L’histoire se consacre aux personnages secondaires, à leur grâce particulière d’effacement et d’écoute, à leur solidarité qui fait tenir le monde : « c’est la place du second qui s’avère nécessaire et d’une valeur intrinsèque ; l’émotion se joue dans la relation entre les personnages, la reconnaissance dans toutes ses acceptions, l’interdépendance ».
Le héros, Frankie, est absent ; et tous tournent autour de cette absence, interrogent ce manque, François surtout qui, en suivant les traces de Frankie, double sa destinée comme son nom de manière imprévisible et énigmatique. Celle qui m’a bouleversée est le personnage secondaire de ce personnage secondaire, la lointaine Meryam, nimbée de la force de la faiblesse, vous savez celle du roseau qui ploie et ne casse pas. Vous tomberez sous son charme en l’écoutant rendre hommage à l’arbre déraciné : « Je chante le circoulier à la vaste mémoire, l’arbre aux mille patries, honoré de la Chine au Portugal. Sa branche posée sur le chapeau des jeunes hommes en mal d’amour, son bois qui tend les cordes du violon, sa feuille, bouclier contre le mauvais œil, sa fleur d’où naît un miel plus précieux que l’or, son fruit lumineux qui délecte et guérit l’âme aussi bien que le corps. Je chante le circoulier où se penchent les anges, son épine qui couronne le Christ, sa cendre victorieuse du serpent. Je chante le jujubier du Paradis, bruissant d’autant de feuilles qu’il est d’êtres vivants. »

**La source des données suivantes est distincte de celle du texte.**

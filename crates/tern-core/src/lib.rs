//! # Tern Core
//!
//! Shared plumbing for the Tern protocol crates: the byte-chain buffer
//! that couples a protocol engine to its transport, and the big-endian
//! wire codec used by both the SSH-2 framing layer and the SFTP client.

pub mod bufchain;
pub mod wire;

pub use bufchain::BufChain;
pub use wire::{WireReader, WireWriter};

Composé en saisons, mois et jours de la semaine avec la virtuosité d’un découpage et d’un montage filmiques, le roman évoque l’Angleterre, la France, le Liban, les États-Unis et la Nouvelle-Zélande à travers une famille recomposée et éparpillée. Ce monde éclaté de l’exil et de la séparation, on ne peut plus contemporain, est analysé de manière inédite et subtile, avec toute l’inactualité nécessaire à un regard clairvoyant et un humour décapant, destructeur juste ce qu’il faut pour être libérateur – François se trouve « aussi captivant qu’une flaque en Bretagne » et le chignon de son amie semble « une pelote d’énergie concentrée pour l’action imminente ». Les liens du sang se mêlent et se démêlent, ainsi que les relations entre générations, dans l’impossibilité de se couper, dans leur inexplicable nécessité. La jeunesse y a un avantage, un seul : celui de vivre selon la vérité.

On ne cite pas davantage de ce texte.